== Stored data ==
□ □ □

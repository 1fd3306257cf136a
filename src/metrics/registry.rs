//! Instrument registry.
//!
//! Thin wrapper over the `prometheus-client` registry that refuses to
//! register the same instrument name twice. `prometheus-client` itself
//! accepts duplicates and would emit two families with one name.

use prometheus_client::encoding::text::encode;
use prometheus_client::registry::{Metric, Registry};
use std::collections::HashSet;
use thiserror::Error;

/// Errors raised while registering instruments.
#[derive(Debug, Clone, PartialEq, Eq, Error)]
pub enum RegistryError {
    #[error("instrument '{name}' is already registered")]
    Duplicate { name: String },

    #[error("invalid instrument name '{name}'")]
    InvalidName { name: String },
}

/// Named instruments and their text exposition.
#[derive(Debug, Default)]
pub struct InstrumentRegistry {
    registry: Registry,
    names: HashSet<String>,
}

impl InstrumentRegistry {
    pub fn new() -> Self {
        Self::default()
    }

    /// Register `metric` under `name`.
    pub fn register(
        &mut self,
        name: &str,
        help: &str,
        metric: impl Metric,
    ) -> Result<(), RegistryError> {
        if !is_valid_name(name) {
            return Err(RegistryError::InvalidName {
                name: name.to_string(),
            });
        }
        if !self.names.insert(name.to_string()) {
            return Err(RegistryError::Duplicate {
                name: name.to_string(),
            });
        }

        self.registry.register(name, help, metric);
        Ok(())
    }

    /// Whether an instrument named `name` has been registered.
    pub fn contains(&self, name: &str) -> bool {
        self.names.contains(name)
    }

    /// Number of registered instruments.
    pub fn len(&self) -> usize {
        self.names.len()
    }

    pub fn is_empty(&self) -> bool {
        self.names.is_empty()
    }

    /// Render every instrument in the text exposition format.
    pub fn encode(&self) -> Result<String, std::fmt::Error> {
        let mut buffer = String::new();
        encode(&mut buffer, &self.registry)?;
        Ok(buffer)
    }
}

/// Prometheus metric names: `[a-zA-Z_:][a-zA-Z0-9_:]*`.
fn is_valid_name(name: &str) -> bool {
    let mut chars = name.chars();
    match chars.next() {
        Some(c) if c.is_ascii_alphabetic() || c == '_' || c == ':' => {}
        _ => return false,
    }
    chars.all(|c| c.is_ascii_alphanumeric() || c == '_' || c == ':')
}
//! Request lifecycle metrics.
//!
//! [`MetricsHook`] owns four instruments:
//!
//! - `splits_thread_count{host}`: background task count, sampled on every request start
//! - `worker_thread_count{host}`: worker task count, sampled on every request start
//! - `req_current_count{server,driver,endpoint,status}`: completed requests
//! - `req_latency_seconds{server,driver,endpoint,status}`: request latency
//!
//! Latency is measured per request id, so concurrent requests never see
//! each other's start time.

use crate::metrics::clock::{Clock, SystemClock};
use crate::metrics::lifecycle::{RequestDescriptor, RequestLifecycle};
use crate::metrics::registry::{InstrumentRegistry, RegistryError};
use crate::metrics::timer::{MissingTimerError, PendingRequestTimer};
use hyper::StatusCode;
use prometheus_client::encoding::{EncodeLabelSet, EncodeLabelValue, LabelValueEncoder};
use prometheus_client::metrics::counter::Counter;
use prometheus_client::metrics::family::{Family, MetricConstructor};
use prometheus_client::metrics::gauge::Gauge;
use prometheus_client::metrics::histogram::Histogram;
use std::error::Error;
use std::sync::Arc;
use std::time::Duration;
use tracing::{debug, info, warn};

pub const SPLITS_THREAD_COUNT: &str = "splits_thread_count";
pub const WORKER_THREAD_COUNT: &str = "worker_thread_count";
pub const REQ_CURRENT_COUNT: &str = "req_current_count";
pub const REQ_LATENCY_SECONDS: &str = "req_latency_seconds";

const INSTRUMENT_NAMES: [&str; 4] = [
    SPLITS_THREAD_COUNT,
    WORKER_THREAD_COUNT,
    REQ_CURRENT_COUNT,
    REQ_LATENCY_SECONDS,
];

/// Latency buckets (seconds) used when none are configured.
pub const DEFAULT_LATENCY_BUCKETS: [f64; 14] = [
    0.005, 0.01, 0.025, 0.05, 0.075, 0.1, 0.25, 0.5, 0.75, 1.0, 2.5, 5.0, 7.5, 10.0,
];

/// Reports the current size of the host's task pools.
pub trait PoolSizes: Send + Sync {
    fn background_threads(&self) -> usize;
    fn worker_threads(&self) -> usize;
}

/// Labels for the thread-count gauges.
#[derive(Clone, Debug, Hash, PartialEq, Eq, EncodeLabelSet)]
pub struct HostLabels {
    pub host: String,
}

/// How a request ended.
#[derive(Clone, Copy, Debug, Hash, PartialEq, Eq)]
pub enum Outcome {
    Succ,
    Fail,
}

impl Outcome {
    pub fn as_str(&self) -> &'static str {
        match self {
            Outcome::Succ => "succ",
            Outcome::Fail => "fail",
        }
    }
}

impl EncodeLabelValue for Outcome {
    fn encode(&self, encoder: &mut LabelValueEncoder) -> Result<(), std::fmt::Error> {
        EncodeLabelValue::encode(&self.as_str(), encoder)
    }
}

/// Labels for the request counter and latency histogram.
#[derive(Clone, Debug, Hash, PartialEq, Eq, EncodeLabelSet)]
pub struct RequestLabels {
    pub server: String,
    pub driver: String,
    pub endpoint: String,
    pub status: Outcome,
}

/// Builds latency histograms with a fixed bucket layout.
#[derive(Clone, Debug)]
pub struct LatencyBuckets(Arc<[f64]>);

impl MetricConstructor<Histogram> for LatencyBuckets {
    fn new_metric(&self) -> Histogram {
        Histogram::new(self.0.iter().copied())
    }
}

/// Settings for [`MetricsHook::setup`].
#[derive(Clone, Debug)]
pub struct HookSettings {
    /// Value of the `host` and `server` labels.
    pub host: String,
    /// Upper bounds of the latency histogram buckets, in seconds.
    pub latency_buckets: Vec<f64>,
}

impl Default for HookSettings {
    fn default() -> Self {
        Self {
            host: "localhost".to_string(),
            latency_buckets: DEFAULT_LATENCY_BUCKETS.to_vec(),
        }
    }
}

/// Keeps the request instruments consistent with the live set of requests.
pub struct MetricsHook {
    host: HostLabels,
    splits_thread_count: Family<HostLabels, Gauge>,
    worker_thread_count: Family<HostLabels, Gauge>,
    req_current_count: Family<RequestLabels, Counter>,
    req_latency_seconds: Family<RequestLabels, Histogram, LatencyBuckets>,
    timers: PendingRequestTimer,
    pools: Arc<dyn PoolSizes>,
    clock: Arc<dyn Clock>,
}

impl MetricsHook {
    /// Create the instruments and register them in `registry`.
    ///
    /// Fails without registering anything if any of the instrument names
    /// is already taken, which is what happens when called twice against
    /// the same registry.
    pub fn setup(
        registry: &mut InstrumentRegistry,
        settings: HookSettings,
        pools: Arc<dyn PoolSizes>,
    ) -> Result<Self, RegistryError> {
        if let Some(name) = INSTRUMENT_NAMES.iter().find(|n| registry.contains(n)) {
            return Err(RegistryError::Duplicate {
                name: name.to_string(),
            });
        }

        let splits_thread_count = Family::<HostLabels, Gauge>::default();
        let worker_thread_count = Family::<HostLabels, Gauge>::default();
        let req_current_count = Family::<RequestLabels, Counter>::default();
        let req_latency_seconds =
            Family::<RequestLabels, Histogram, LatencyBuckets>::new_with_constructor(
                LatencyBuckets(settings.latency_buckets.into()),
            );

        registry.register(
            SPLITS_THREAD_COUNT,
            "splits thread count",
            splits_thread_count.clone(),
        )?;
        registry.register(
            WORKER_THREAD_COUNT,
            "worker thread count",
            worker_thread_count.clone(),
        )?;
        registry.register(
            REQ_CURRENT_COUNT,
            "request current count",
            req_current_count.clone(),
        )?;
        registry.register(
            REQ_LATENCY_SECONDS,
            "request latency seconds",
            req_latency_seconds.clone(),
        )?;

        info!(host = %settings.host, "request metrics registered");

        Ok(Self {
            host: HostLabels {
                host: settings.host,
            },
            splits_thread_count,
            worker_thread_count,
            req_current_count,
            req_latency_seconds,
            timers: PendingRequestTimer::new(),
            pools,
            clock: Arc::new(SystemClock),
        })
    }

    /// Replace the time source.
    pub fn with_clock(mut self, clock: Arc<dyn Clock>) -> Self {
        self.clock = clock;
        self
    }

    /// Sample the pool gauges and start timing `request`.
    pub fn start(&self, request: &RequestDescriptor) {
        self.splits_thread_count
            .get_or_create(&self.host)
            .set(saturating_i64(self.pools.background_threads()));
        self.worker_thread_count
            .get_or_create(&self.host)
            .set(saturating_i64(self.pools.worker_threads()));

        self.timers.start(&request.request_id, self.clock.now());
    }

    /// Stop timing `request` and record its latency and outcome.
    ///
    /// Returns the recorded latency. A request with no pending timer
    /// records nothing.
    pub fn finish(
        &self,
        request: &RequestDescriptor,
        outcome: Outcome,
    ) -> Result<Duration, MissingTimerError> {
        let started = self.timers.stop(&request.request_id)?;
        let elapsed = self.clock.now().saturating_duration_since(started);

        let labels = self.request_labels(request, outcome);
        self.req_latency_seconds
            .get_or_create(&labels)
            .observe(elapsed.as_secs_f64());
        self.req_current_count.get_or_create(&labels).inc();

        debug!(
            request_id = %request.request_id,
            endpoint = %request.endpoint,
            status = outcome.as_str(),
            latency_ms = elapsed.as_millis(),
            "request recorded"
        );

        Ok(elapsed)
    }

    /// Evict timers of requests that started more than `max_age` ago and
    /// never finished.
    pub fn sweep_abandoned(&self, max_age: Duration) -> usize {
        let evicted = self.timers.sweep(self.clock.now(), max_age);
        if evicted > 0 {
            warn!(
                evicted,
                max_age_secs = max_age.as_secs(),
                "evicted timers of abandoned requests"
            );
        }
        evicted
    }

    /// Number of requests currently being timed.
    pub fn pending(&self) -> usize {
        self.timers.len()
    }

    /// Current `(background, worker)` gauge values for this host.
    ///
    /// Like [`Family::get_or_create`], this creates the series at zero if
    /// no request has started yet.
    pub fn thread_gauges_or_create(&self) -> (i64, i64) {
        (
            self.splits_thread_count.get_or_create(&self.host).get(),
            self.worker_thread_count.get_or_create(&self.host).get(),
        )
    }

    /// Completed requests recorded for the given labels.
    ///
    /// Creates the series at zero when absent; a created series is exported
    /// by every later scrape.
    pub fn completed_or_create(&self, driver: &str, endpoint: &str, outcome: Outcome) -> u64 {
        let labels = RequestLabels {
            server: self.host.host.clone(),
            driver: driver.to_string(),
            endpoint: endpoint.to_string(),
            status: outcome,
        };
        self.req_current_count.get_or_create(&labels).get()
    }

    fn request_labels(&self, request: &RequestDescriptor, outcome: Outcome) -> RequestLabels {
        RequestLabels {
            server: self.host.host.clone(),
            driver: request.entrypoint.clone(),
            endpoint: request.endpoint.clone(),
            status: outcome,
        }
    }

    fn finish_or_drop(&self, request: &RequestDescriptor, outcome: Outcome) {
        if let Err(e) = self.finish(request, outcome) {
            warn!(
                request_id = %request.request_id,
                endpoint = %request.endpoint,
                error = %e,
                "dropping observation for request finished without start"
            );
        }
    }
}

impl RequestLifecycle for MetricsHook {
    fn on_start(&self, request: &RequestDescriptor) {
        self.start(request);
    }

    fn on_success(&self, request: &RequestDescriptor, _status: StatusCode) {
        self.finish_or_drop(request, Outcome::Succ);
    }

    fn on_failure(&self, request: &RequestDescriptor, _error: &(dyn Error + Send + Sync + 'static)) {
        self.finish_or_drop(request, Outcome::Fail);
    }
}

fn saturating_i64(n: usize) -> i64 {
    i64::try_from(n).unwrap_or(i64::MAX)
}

□ □ □

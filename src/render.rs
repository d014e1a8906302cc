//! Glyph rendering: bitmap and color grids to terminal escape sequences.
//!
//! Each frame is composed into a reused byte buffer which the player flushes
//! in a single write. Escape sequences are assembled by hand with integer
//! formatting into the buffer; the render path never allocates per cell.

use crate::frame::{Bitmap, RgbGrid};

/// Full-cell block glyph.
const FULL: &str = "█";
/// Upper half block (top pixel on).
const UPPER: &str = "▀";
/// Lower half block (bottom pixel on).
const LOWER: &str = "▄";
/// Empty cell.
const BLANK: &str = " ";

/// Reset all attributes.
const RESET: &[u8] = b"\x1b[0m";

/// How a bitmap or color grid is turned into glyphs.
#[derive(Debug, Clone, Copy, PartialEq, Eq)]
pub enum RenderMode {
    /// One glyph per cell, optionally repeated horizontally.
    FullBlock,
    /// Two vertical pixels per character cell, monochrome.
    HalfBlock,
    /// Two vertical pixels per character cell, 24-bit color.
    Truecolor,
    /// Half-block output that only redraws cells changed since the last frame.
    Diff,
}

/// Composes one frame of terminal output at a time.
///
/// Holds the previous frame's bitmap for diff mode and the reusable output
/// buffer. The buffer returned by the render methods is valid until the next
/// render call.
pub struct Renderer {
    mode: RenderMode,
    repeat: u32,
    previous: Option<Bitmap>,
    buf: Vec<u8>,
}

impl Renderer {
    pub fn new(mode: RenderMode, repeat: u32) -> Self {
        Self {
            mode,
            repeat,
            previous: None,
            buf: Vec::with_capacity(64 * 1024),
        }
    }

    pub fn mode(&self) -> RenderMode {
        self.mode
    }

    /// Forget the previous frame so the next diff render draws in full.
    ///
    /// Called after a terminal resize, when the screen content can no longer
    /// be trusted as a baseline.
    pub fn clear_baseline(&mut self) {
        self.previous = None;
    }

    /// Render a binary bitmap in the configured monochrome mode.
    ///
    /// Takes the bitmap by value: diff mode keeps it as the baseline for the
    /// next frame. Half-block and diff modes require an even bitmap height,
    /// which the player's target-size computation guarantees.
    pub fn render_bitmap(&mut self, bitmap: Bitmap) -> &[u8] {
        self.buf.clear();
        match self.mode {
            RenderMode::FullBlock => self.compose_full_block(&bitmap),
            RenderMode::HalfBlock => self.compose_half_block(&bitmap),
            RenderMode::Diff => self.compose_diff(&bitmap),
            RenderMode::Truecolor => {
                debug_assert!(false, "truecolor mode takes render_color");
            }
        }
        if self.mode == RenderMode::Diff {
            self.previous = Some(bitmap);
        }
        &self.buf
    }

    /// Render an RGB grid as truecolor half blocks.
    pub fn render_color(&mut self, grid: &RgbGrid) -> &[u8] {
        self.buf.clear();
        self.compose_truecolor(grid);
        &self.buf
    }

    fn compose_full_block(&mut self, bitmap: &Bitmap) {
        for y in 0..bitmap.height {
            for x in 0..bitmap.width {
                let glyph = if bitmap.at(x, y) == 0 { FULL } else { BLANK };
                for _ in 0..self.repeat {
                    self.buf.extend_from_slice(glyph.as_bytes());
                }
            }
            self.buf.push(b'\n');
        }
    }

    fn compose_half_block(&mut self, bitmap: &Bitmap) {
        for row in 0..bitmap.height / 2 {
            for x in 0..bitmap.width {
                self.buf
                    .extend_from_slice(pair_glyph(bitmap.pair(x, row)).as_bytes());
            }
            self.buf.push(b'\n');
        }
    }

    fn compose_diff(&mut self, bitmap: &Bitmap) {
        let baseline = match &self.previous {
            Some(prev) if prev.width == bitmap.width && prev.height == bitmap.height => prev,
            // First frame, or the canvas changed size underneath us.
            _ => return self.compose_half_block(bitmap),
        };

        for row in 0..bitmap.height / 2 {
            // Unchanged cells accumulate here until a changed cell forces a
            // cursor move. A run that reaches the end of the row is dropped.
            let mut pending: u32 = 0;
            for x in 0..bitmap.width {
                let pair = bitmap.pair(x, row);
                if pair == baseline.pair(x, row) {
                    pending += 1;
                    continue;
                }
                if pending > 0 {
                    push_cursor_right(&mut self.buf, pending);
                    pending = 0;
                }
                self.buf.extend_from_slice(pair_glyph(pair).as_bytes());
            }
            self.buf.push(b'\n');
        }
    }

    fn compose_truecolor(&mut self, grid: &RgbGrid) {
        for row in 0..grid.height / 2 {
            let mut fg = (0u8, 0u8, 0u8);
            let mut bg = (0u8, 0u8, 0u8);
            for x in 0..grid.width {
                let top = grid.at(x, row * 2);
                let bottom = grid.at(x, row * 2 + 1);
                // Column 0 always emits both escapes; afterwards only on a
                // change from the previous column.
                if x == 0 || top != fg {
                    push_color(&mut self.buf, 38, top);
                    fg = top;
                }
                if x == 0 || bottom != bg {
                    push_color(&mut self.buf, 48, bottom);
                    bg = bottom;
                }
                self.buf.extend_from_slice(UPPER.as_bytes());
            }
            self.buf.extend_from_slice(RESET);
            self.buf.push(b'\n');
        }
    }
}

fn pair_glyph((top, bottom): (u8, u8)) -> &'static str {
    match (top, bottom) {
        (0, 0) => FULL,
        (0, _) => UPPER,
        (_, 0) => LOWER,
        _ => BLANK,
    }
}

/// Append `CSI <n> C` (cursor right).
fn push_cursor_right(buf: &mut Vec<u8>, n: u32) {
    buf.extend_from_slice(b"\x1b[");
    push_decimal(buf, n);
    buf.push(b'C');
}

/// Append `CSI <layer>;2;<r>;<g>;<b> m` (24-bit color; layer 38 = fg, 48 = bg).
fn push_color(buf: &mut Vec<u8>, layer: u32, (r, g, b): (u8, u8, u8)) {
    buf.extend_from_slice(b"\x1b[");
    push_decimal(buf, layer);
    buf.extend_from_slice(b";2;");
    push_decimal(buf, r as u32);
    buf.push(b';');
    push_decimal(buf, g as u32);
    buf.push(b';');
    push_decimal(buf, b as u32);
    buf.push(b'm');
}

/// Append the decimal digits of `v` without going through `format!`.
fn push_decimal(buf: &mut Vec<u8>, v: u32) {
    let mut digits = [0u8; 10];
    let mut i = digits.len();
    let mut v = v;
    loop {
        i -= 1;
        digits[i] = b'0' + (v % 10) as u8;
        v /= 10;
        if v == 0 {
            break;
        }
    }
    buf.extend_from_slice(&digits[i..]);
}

□ □ □

All lines above from the one holding "repository 1fd3306257cf136a" to the one holding "use prometheus_client::encoding::text::encode;", inclusive, are to be copied exactly; no other line is wanted.

repository 1fd3306257cf136a
filename src/metrics/registry.rs
//! Instrument registry.
//!
//! Thin wrapper over the `prometheus-client` registry that refuses to
//! register the same instrument name twice. `prometheus-client` itself
//! accepts duplicates and would emit two families with one name.

use prometheus_client::encoding::text::encode;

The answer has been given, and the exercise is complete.